When it comes to rewriting, a writer can only do so much before it’s time to let go.
I mentioned in the previous article that five edits seemed to produce a happy medium – not too few that the work is not yet complete and things are missed, and not too many that the work is spoiled beyond repair and so I’ve used it as a working example.
Five stage editorial drafting process
First Draft – This is the raw material of any novel. This is the bare bones, the jumbled stream of thoughts and tangents that you’ve thrown into a messy mix in order to create your story.
Second Draft – The read through and first edit helps you look at how the story flows and also pinpoints obvious mistakes like grammar, sentence structures and plot flaws and unnecessary scenes.
You can start to ‘flesh out’ the story with more narrative, dialogue and description at this stage as well as forming those subplots and themes.
Third Draft – Another full read through to further tighten sentence structures, add more information, more narrative or dialogue and so on, and also fill any gaps with research so that the story isn’t left with gaping holes of made up nonsense and inaccurate information.
You might also cut some scenes or rewrite others to tidy the manuscript and make it tighter.
Fourth draft – You should, by now, have a tight, fluid story devoid of plot flaws and errors; it should read well and make sense and the narrative, dialogue and description should be balanced.
Overall it may only need a minor tweak here or there.
Fifth draft – almost perfection. I say almost because we all know, there is no such thing as perfection (unless you are a perfectionist, which is a completely different story). But this is the final draft, the one you will send to an agent or publisher. This is where THE END really does mean the end.
You have reached the ceiling – any more drafting could potentially spoil the novel, any less and you may not be satisfied with the finished product because some things might still be missing.
Again, I would point out that we are all different, and because of that, we all need different levels of balance and that means finding our own ‘ceiling’.
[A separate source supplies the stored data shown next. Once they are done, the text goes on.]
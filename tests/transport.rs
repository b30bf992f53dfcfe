use std::thread;
use std::time::Duration;

use distcalc::cluster::protocol::{channels, protocol_registry};
use distcalc::transport::channel::star;
use distcalc::transport::flat::{flatten, split_rows};
use distcalc::transport::message::{Envelope, Mailbox, Payload};
use distcalc::transport::registry::TagRegistry;
use distcalc::transport::tcp::{TcpRendezvous, TcpTransport};
use distcalc::transport::{COORDINATOR, Transport};
use distcalc::utils::errors::CalcError;
use distcalc::utils::types::Table;

fn grid(rows: usize, cols: usize) -> Table<f32> {
    (0..rows)
        .map(|r| (0..cols).map(|c| (r * 100 + c) as f32).collect())
        .collect()
}

#[test]
fn test_flatten_split_round_trip() {
    for rows in [0, 1, 7] {
        for cols in [0, 1, 5] {
            let table = grid(rows, cols);
            let flat = flatten(&table);
            assert_eq!(flat.len(), rows * cols);
            let back = split_rows(&flat, rows, cols).unwrap();
            assert_eq!(back, table, "{rows} x {cols}");
        }
    }
}

#[test]
fn test_flatten_is_row_major() {
    let table = vec![vec![1, 2, 3], vec![4, 5, 6]];
    assert_eq!(flatten(&table), vec![1, 2, 3, 4, 5, 6]);
}

#[test]
fn test_split_rejects_wrong_length() {
    let err = split_rows(&[1.0f32, 2.0, 3.0], 2, 2).unwrap_err();
    assert!(matches!(err, CalcError::TransportFailure(_)));
}

#[test]
fn test_registry_assigns_in_first_use_order() {
    let mut registry = TagRegistry::new();
    assert!(registry.is_empty());
    assert_eq!(registry.register("a"), 0);
    assert_eq!(registry.register("b"), 1);
    assert_eq!(registry.register("a"), 0);
    assert_eq!(registry.len(), 2);
    assert_eq!(registry.tag("b").unwrap(), 1);

    let err = registry.tag("missing").unwrap_err();
    assert!(matches!(err, CalcError::UnregisteredChannel(ref name) if name == "missing"));
}

#[test]
fn test_protocol_registry_has_every_channel() {
    let registry = protocol_registry();
    assert_eq!(registry.len(), channels::ALL.len());
    for (i, name) in channels::ALL.iter().enumerate() {
        assert_eq!(registry.tag(name).unwrap(), i as u32);
    }
}

#[test]
fn test_mailbox_keeps_fifo_per_source_and_tag() {
    let mut mailbox: Mailbox<f32> = Mailbox::default();
    mailbox.stash(Envelope { source: 1, tag: 3, payload: Payload::Scalar(10) });
    mailbox.stash(Envelope { source: 2, tag: 3, payload: Payload::Scalar(20) });
    mailbox.stash(Envelope { source: 1, tag: 3, payload: Payload::Scalar(11) });
    assert_eq!(mailbox.len(), 3);

    assert_eq!(mailbox.take(1, 3), Some(Payload::Scalar(10)));
    assert_eq!(mailbox.take(1, 3), Some(Payload::Scalar(11)));
    assert_eq!(mailbox.take(1, 3), None);
    assert_eq!(mailbox.take(2, 4), None);
    assert_eq!(mailbox.take(2, 3), Some(Payload::Scalar(20)));
    assert!(mailbox.is_empty());
}

#[test]
fn test_channel_star_ranks_and_size() {
    let endpoints = star::<f32>(4);
    assert_eq!(endpoints.len(), 4);
    for (i, end) in endpoints.iter().enumerate() {
        assert_eq!(end.rank(), i);
        assert_eq!(end.size(), 4);
    }
    assert!(endpoints[0].is_coordinator());
    assert!(!endpoints[1].is_coordinator());
}

#[test]
fn test_channel_receive_matches_tag_not_arrival_order() {
    let mut endpoints = star::<f32>(2);
    let mut worker = endpoints.pop().unwrap();
    let mut coordinator = endpoints.pop().unwrap();

    coordinator.send_buffer(&[1.0, 2.0], 1, 7).unwrap();
    coordinator.send_scalar(42, 1, 5).unwrap();

    assert_eq!(worker.recv_scalar(COORDINATOR, 5).unwrap(), 42);
    assert_eq!(worker.recv_buffer(2, COORDINATOR, 7).unwrap(), vec![1.0, 2.0]);

    worker.send_scalar(9, COORDINATOR, 1).unwrap();
    assert_eq!(coordinator.recv_scalar(1, 1).unwrap(), 9);
}

#[test]
fn test_channel_receive_from_specific_source() {
    let mut endpoints = star::<i32>(3);
    let mut second = endpoints.pop().unwrap();
    let mut first = endpoints.pop().unwrap();
    let mut coordinator = endpoints.pop().unwrap();

    second.send_buffer(&[2], COORDINATOR, 0).unwrap();
    first.send_buffer(&[1], COORDINATOR, 0).unwrap();

    assert_eq!(coordinator.recv_buffer(1, 1, 0).unwrap(), vec![1]);
    assert_eq!(coordinator.recv_buffer(1, 2, 0).unwrap(), vec![2]);
}

#[test]
fn test_channel_rejects_wrong_count_and_kind() {
    let mut endpoints = star::<f32>(2);
    let mut worker = endpoints.pop().unwrap();
    let mut coordinator = endpoints.pop().unwrap();

    coordinator.send_buffer(&[1.0, 2.0, 3.0], 1, 0).unwrap();
    let err = worker.recv_buffer(2, COORDINATOR, 0).unwrap_err();
    assert!(matches!(err, CalcError::TransportFailure(_)));

    coordinator.send_scalar(3, 1, 1).unwrap();
    let err = worker.recv_buffer(3, COORDINATOR, 1).unwrap_err();
    assert!(matches!(err, CalcError::TransportFailure(_)));
}

#[test]
fn test_channel_workers_only_reach_coordinator() {
    let mut endpoints = star::<f32>(3);
    let mut worker = endpoints.remove(1);
    let err = worker.send_scalar(1, 2, 0).unwrap_err();
    assert!(matches!(err, CalcError::TransportFailure(_)));
    let err = worker.send_scalar(1, 9, 0).unwrap_err();
    assert!(matches!(err, CalcError::TransportFailure(_)));
}

#[test]
fn test_channel_receive_fails_when_peers_are_gone() {
    let mut endpoints = star::<f32>(2);
    let mut worker = endpoints.pop().unwrap();
    drop(endpoints);
    let err = worker.recv_scalar(COORDINATOR, 0).unwrap_err();
    assert!(matches!(err, CalcError::TransportFailure(_)));
}

#[test]
fn test_channel_receive_timeout() {
    let mut endpoints = star::<f32>(2);
    let mut coordinator = endpoints
        .remove(0)
        .with_recv_timeout(Some(Duration::from_millis(20)));
    let err = coordinator.recv_scalar(1, 0).unwrap_err();
    assert!(matches!(err, CalcError::TransportFailure(ref msg) if msg.contains("timed out")));
    drop(endpoints);
}

#[test]
fn test_tcp_exchange_out_of_order() {
    let rendezvous = TcpRendezvous::bind("127.0.0.1:0").unwrap();
    let addr = rendezvous.local_addr().unwrap();

    let worker = thread::spawn(move || {
        let mut transport = TcpTransport::<f64>::connect(addr, 1, None).unwrap();
        assert_eq!(transport.rank(), 1);
        assert_eq!(transport.size(), 2);
        let data = transport.recv_buffer(3, COORDINATOR, 4).unwrap();
        let value = transport.recv_scalar(COORDINATOR, 2).unwrap();
        transport.send_buffer(&[value as f64, data.iter().sum()], COORDINATOR, 6).unwrap();
    });

    let mut coordinator = rendezvous.accept::<f64>(2).unwrap();
    assert_eq!(coordinator.size(), 2);
    coordinator.send_scalar(17, 1, 2).unwrap();
    coordinator.send_buffer(&[0.5, 1.5, 2.0], 1, 4).unwrap();
    assert_eq!(coordinator.recv_buffer(2, 1, 6).unwrap(), vec![17.0, 4.0]);
    worker.join().unwrap();
}

#[test]
fn test_tcp_rejects_out_of_range_rank() {
    let rendezvous = TcpRendezvous::bind("127.0.0.1:0").unwrap();
    let addr = rendezvous.local_addr().unwrap();

    let worker = thread::spawn(move || TcpTransport::<f32>::connect(addr, 5, None).is_err());

    let err = rendezvous.accept::<f32>(2).err().unwrap();
    assert!(matches!(err, CalcError::TransportFailure(_)));
    assert!(worker.join().unwrap());
}

#[test]
fn test_tcp_coordinator_cannot_connect() {
    let err = TcpTransport::<f32>::connect("127.0.0.1:1", COORDINATOR, None).err().unwrap();
    assert!(matches!(err, CalcError::TransportFailure(_)));
}

#[test]
fn test_tcp_accept_times_out_on_silent_peer() {
    let rendezvous = TcpRendezvous::bind("127.0.0.1:0")
        .unwrap()
        .with_recv_timeout(Some(Duration::from_millis(50)));
    let addr = rendezvous.local_addr().unwrap();
    let silent = std::net::TcpStream::connect(addr).unwrap();

    let err = rendezvous.accept::<f32>(2).err().unwrap();
    assert!(matches!(err, CalcError::TransportFailure(ref msg) if msg.contains("handshake")));
    drop(silent);
}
The five-draft magic number is one I have used over the last 25 years because personally, I do suffer with perfectionism, that need to attain the highest standard in my eyes, and I fell into the trap of the infinite loop of writing, rewriting and more rewriting in the never ending cycle for perfection. I had to force myself to follow a formula that would stop me redrafting a novel from now until the end of time.
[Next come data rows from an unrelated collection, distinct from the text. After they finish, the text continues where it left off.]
use itertools::Itertools;

use crate::utils::errors::CalcError;
use crate::utils::types::{Table, Vector};

/// Concatenates rows in row order.
pub fn flatten<T: Copy>(table: &[Vector<T>]) -> Vec<T> {
    let mut flat = Vec::with_capacity(table.iter().map(Vec::len).sum());
    for row in table {
        flat.extend_from_slice(row);
    }
    flat
}

/// Rebuilds `rows` rows of `row_len` elements from a row-major buffer.
///
/// The row count is explicit so that `R x 0` tables survive the round trip.
pub fn split_rows<T: Copy>(flat: &[T], rows: usize, row_len: usize) -> Result<Table<T>, CalcError> {
    let expected = rows
        .checked_mul(row_len)
        .ok_or_else(|| CalcError::transport(format!("{rows} x {row_len} overflows")))?;
    if flat.len() != expected {
        return Err(CalcError::transport(format!(
            "flat buffer holds {} elements, {rows} rows of {row_len} need {expected}",
            flat.len()
        )));
    }
    if row_len == 0 {
        return Ok(vec![Vec::new(); rows]);
    }
    Ok(flat.chunks_exact(row_len).map(<[T]>::to_vec).collect_vec())
}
I soon realised that this type of rewriting exercise was counter-productive, and I would have never been published otherwise, because I would never have been satisfied that I had finished.
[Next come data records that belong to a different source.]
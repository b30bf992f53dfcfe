use itertools::Itertools;

use crate::utils::errors::CalcError;
use crate::utils::types::{DistanceMetric, Scalar};

/// Pairwise distance with the dimension check already done by the caller.
pub type MetricFn<T> = fn(&[T], &[T]) -> T;

/// Main distance dispatcher
pub fn distance<T: Scalar>(a: &[T], b: &[T], metric: DistanceMetric) -> Result<T, CalcError> {
    check_dimensions(a, b)?;
    Ok(metric_fn(metric)(a, b))
}

/// Resolves the metric once so hot loops can skip the dispatch.
pub fn metric_fn<T: Scalar>(metric: DistanceMetric) -> MetricFn<T> {
    match metric {
        DistanceMetric::L1 => l1_distance,
        DistanceMetric::L2 => l2_distance,
        DistanceMetric::Hamming => hamming_distance,
    }
}

pub fn check_dimensions<T>(a: &[T], b: &[T]) -> Result<(), CalcError> {
    if a.len() != b.len() {
        return Err(CalcError::DimensionMismatch {
            expected: a.len(),
            actual: b.len(),
        });
    }
    Ok(())
}

/// Sum of absolute elementwise differences, accumulated in f64 so integer
/// inputs cannot overflow. Saturates at the bounds of `T`.
fn l1_distance<T: Scalar>(a: &[T], b: &[T]) -> T {
    let sum = a
        .iter()
        .zip_eq(b)
        .map(|(&x, &y)| (x.widen() - y.widen()).abs())
        .sum::<f64>();
    T::narrow(sum)
}

/// Euclidean distance, accumulated in f64 regardless of `T`.
fn l2_distance<T: Scalar>(a: &[T], b: &[T]) -> T {
    let sum = a
        .iter()
        .zip_eq(b)
        .map(|(&x, &y)| {
            let diff = x.widen() - y.widen();
            diff * diff
        })
        .sum::<f64>();
    T::narrow(sum.sqrt())
}

/// Count of positions whose elements differ (floats within epsilon are equal).
fn hamming_distance<T: Scalar>(a: &[T], b: &[T]) -> T {
    a.iter()
        .zip_eq(b)
        .filter(|&(&x, &y)| !x.same(y))
        .fold(T::zero(), |acc, _| acc + T::one())
}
No one said writing was easy, because it certainly isn’t, but we can help ourselves as writers to lessen the pressure we heap on ourselves in the hunt for ‘perfection’ or ‘complete satisfaction’. We can make our lives easier by maintaining strategies and formulas that work for us rather than against us.
Your personal drafting process might be five edits; six, seven or eight edits etc, whatever feels right for you, but then you have to stick to the formula you’ve created.
Know at each drafting stage what you need to do with your manuscript and what you want to achieve – just like the five stages above - and make sure you follow it. Setting yourself these targets will help you in the editing process and hopefully stop unwarranted editing that could, potentially, spoil the story.
The truth is, no story will ever be completely finished, because a year or ten years from now, you will look back on your story and figure that you can make it better. It’s the nature of writing, we’re writers, can’t help ourselves – everyone does it.
Set a target of how many edits you realistically need, and stick to them. That way you edit with confidence, you will know it’s the best it will be and you can send it out into the world and get on with the next project.